如何检测文件是 PDF 还是 TIFF? [英] How to detect if a file is PDF or TIFF?

查看:31
本文介绍了如何检测文件是 PDF 还是 TIFF?的处理方法,对大家解决问题具有一定的参考价值,需要的朋友们下面随着小编来一起学习吧!

问题描述

请耐心等待,因为我在不了解所有背景的情况下被扔进了这个项目的中间.如果你有 WTF 问题,相信我,我也有.

Please bear with me as I've been thrown into the middle of this project without knowing all the background. If you've got WTF questions, trust me, I have them too.

场景如下:我有一堆文件驻留在 IIS 服务器上.他们没有文件扩展名.只是名称为asda-2342-sd3rs-asd24-ut57"等的裸文件.没有什么直观的.

Here is the scenario: I've got a bunch of files residing on an IIS server. They have no file extension on them. Just naked files with names like "asda-2342-sd3rs-asd24-ut57" and so on. Nothing intuitive.
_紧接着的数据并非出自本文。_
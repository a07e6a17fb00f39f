//! Triangle meshes as scene geometry.
//!
//! [`MeshGeometry`] indexes its triangles with a [`KdTree`]. [`BoundedMesh`]
//! keeps the older strategy of a single bounding volume in front of an
//! exhaustive search; it is slower but trivially correct, which makes it a
//! useful reference.

use crate::{hit::Geometry, Hit, KdTree, Material, Ray, Triangle};
use kdtrace_core::Mesh;
use kdtrace_math::{bounding_box, Aabb, BoundingSphere, BoundsResult, Vec3};

/// A mesh indexed by a kd-tree.
#[derive(Debug)]
pub struct MeshGeometry {
    tree: KdTree,
    material: Material,
}

impl MeshGeometry {
    /// Build the kd-tree over `triangles`. Fails on an empty triangle list.
    pub fn new(triangles: Vec<Triangle>, material: Material) -> BoundsResult<Self> {
        Ok(Self {
            tree: KdTree::build(triangles)?,
            material,
        })
    }

    /// Triangulate a loaded mesh and index it.
    pub fn from_mesh(mesh: &Mesh, material: Material) -> BoundsResult<Self> {
        Self::new(triangles_from_mesh(mesh, material), material)
    }

    pub fn tree(&self) -> &KdTree {
        &self.tree
    }

    pub fn triangle_count(&self) -> usize {
        self.tree.triangles().len()
    }
}

impl Geometry for MeshGeometry {
    fn intersect(&self, ray: &Ray) -> Hit {
        self.tree.intersect(ray)
    }

    fn material(&self) -> &Material {
        &self.material
    }
}

/// Conservative volume used to reject rays before testing any triangle.
pub trait BoundingVolume: Send + Sync {
    /// True if the ray may reach something inside the volume.
    fn hit(&self, ray: &Ray) -> bool;
}

impl BoundingVolume for Aabb {
    fn hit(&self, ray: &Ray) -> bool {
        Aabb::hit(self, ray)
    }
}

impl BoundingVolume for BoundingSphere {
    fn hit(&self, ray: &Ray) -> bool {
        BoundingSphere::hit(self, ray)
    }
}

/// Triangles behind one bounding volume, searched exhaustively.
#[derive(Debug)]
pub struct BoundedMesh<V> {
    triangles: Vec<Triangle>,
    volume: V,
    material: Material,
}

impl BoundedMesh<Aabb> {
    /// Guard the triangles with their bounding box.
    pub fn with_box(triangles: Vec<Triangle>, material: Material) -> BoundsResult<Self> {
        let volume = bounding_box(&vertices(&triangles))?;
        Ok(Self::new(triangles, volume, material))
    }
}

impl BoundedMesh<BoundingSphere> {
    /// Guard the triangles with a centroid-based bounding sphere.
    pub fn with_sphere(triangles: Vec<Triangle>, material: Material) -> BoundsResult<Self> {
        let volume = BoundingSphere::from_points(&vertices(&triangles))?;
        Ok(Self::new(triangles, volume, material))
    }
}

impl<V: BoundingVolume> BoundedMesh<V> {
    pub fn new(triangles: Vec<Triangle>, volume: V, material: Material) -> Self {
        Self {
            triangles,
            volume,
            material,
        }
    }

    pub fn volume(&self) -> &V {
        &self.volume
    }

    pub fn triangles(&self) -> &[Triangle] {
        &self.triangles
    }
}

impl<V: BoundingVolume> Geometry for BoundedMesh<V> {
    fn intersect(&self, ray: &Ray) -> Hit {
        if !self.volume.hit(ray) {
            return Hit::NONE;
        }
        self.triangles
            .iter()
            .map(|t| t.intersect(ray))
            .fold(Hit::NONE, Hit::closer)
    }

    fn material(&self) -> &Material {
        &self.material
    }
}

/// Scene triangles for every valid face of `mesh`.
pub(crate) fn triangles_from_mesh(mesh: &Mesh, material: Material) -> Vec<Triangle> {
    mesh.triangles()
        .iter()
        .map(|record| Triangle::from_record(record, material))
        .collect()
}

fn vertices(triangles: &[Triangle]) -> Vec<Vec3> {
    triangles.iter().flat_map(Triangle::vertices).collect()
}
问题是我需要在 ASP.NET (2.0) 页面上提供文件并将 tiff 文件显示为 tiff,将 PDF 文件显示为 PDF.不幸的是,我不知道哪个是哪个,我需要能够以各自的格式适当地显示它们.

The problem is I need to serve up files on an ASP.NET (2.0) page and display the tiff files as tiff and the PDF files as PDF. Unfortunately I don't know which is which and I need to be able to display them appropriately in their respective formats.
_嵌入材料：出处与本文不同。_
/// A closed range of ray parameters `[min, max]`.
///
/// The slab test returns one of these, and the kd-tree narrows it as it
/// descends through split planes.
#[derive(Debug, Clone, Copy, PartialEq)]
pub struct Interval {
    pub min: f32,
    pub max: f32,
}

impl Interval {
    /// Create a new interval given min and max values.
    pub fn new(min: f32, max: f32) -> Self {
        Self { min, max }
    }

    /// True when the interval holds no value (max < min).
    pub fn is_empty(&self) -> bool {
        self.max < self.min
    }

    /// Same lower bound, new upper bound.
    pub fn with_max(&self, max: f32) -> Interval {
        Interval::new(self.min, max)
    }

    /// Same upper bound, new lower bound.
    pub fn with_min(&self, min: f32) -> Interval {
        Interval::new(min, self.max)
    }
}
use anyhow::{Context, Result};
use clap::Parser;
use kdtrace_renderer::{render, save_png, ProgressSink, RenderConfig};
use std::sync::atomic::{AtomicUsize, Ordering};

mod cli;
mod logger;
mod scene;

use cli::Args;
use logger::init_logger;

/// Logs render progress in ten percent steps.
struct LogProgress {
    last_decile: AtomicUsize,
}

impl ProgressSink for LogProgress {
    fn bucket_done(&self, completed: usize, total: usize) {
        let decile = completed * 10 / total.max(1);
        if self.last_decile.fetch_max(decile, Ordering::Relaxed) < decile {
            log::info!("Rendered {}/{} buckets ({}%)", completed, total, decile * 10);
        }
    }
}

fn main() -> Result<()> {
    let args = Args::parse();
    init_logger(args.log_level.into());

    log::info!("Starting kdtrace");

    let mesh = scene::load_mesh(args.obj.as_deref())?;
    let scene = scene::build_scene(&mesh)?;
    let camera = scene::camera(args.width, args.height);

    let config = RenderConfig {
        width: args.width,
        height: args.height,
        bucket_size: args.bucket_size,
        threads: args.threads,
    };

    let progress = LogProgress {
        last_decile: AtomicUsize::new(0),
    };
    let image = render(&scene, &camera, &config, &progress).context("render failed")?;

    save_png(&image, &args.output)
        .with_context(|| format!("failed to write {}", args.output.display()))?;

    Ok(())
}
例如,假设我需要显示 2 个文件,一个是 tiff,一个是 PDF.该页面应该显示一个 tiff 图像,可能还有一个可以在新选项卡/窗口中打开 PDF 的链接.

For example, lets say that there are 2 files I need to display, one is tiff and one is PDF. The page should show up with a tiff image, and perhaps a link that would open up the PDF in a new tab/window.

问题:

由于这些文件都是无扩展名的,我不得不强制 IIS 将所有内容都作为 TIFF 提供.但如果我这样做,PDF 文件将不会显示.对于未知的文件扩展名,我可以更改 IIS 以强制 MIME 类型为 PDF,但我会遇到相反的问题.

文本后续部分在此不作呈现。